A futura implementação do B16, que eleva para 16% a mistura obrigatória de biodiesel ao diesel, é vista como um novo degrau na política de qualidade do ar. O aumento da proporção do biocombustível reduz a emissão de partículas finas e de carbono negro (black carbon), poluentes diretamente associados a doenças respiratórias e cardiovasculares.

Em 2025, o Brasil registrou mais de 13,6 mil óbitos por Síndrome Respiratória Aguda Grave (SRAG), de acordo com dados da Fiocruz. Embora múltiplos fatores estejam envolvidos, especialistas apontam a poluição atmosférica como um dos vetores estruturais de risco para a saúde pública em áreas urbanas densamente trafegadas.

Clima, riscos econômicos e pressão global

O impacto das emissões não se limita à saúde.

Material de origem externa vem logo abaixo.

use std::{
    collections::HashMap,
    sync::{
        atomic::{AtomicBool, Ordering},
        Mutex, PoisonError,
    },
};

use anyhow::{bail, Result};

use super::KeyValueStorage;

/// In-process storage. Reads and writes can be switched to fail, which is how
/// the fail-soft paths of the cache stores get exercised.
#[derive(Default)]
pub struct MemoryStorage {
    items: Mutex<HashMap<String, String>>,
    fail_reads: AtomicBool,
    fail_writes: AtomicBool,
}

impl MemoryStorage {
    pub fn new() -> Self {
        Self::default()
    }

    pub fn set_fail_reads(&self, fail: bool) {
        self.fail_reads.store(fail, Ordering::SeqCst);
    }

    pub fn set_fail_writes(&self, fail: bool) {
        self.fail_writes.store(fail, Ordering::SeqCst);
    }

    /// The stored blob, bypassing the failure switches.
    pub fn raw(&self, key: &str) -> Option<String> {
        self.items
            .lock()
            .unwrap_or_else(PoisonError::into_inner)
            .get(key)
            .cloned()
    }
}

impl KeyValueStorage for MemoryStorage {
    fn get_item(&self, key: &str) -> Result<Option<String>> {
        if self.fail_reads.load(Ordering::SeqCst) {
            bail!("storage read failed for {key}");
        }
        Ok(self.raw(key))
    }

    fn set_item(&self, key: &str, value: &str) -> Result<()> {
        if self.fail_writes.load(Ordering::SeqCst) {
            bail!("storage write failed for {key}");
        }
        self.items
            .lock()
            .unwrap_or_else(PoisonError::into_inner)
            .insert(key.to_string(), value.to_string());
        Ok(())
    }

    fn remove_item(&self, key: &str) -> Result<()> {
        if self.fail_writes.load(Ordering::SeqCst) {
            bail!("storage remove failed for {key}");
        }
        self.items
            .lock()
            .unwrap_or_else(PoisonError::into_inner)
            .remove(key);
        Ok(())
    }
}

O efeito estufa também está na raiz do aumento da frequência e da intensidade de eventos climáticos extremos, como enchentes, secas prolongadas e ondas de calor. Segundo a seguradora Munich Re, apenas no primeiro semestre de 2025, os prejuízos globais com desastres naturais superaram R$ 730 bilhões. No Brasil, as perdas se aproximaram de R$ 30 bilhões, com cerca de 6 milhões de pessoas afetadas.

No plano internacional, o Painel Intergovernamental sobre Mudanças Climáticas (IPCC) reconhece que biocombustíveis avançados podem desempenhar papel relevante na redução de emissões, desde que produzidos com baixa pegada de carbono e associados a práticas sustentáveis de uso da terra e escolha adequada de matérias-primas.

Desafio para 2026: escala e previsibilidade

Para o setor de energia e combustíveis, a agenda de 2026 aponta para um desafio claro: transformar instrumentos já existentes (dados, regulação e capacidade produtiva) em políticas de escala, com impacto mensurável sobre emissões, saúde e competitividade econômica.

Na avaliação de André Lavor, a combinação entre eficiência logística, renovação tecnológica e uso intensivo de biocombustíveis é o caminho mais realista no curto prazo. “O país já tem instrumentos, dados e regulação. O desafio agora é transformar esse potencial em escala e impacto mensurável, aproveitando uma solução nacional, madura e disponível. Porque os extremos climáticos já fazem parte do nosso dia a dia, e as respostas precisam estar à altura”, conclui.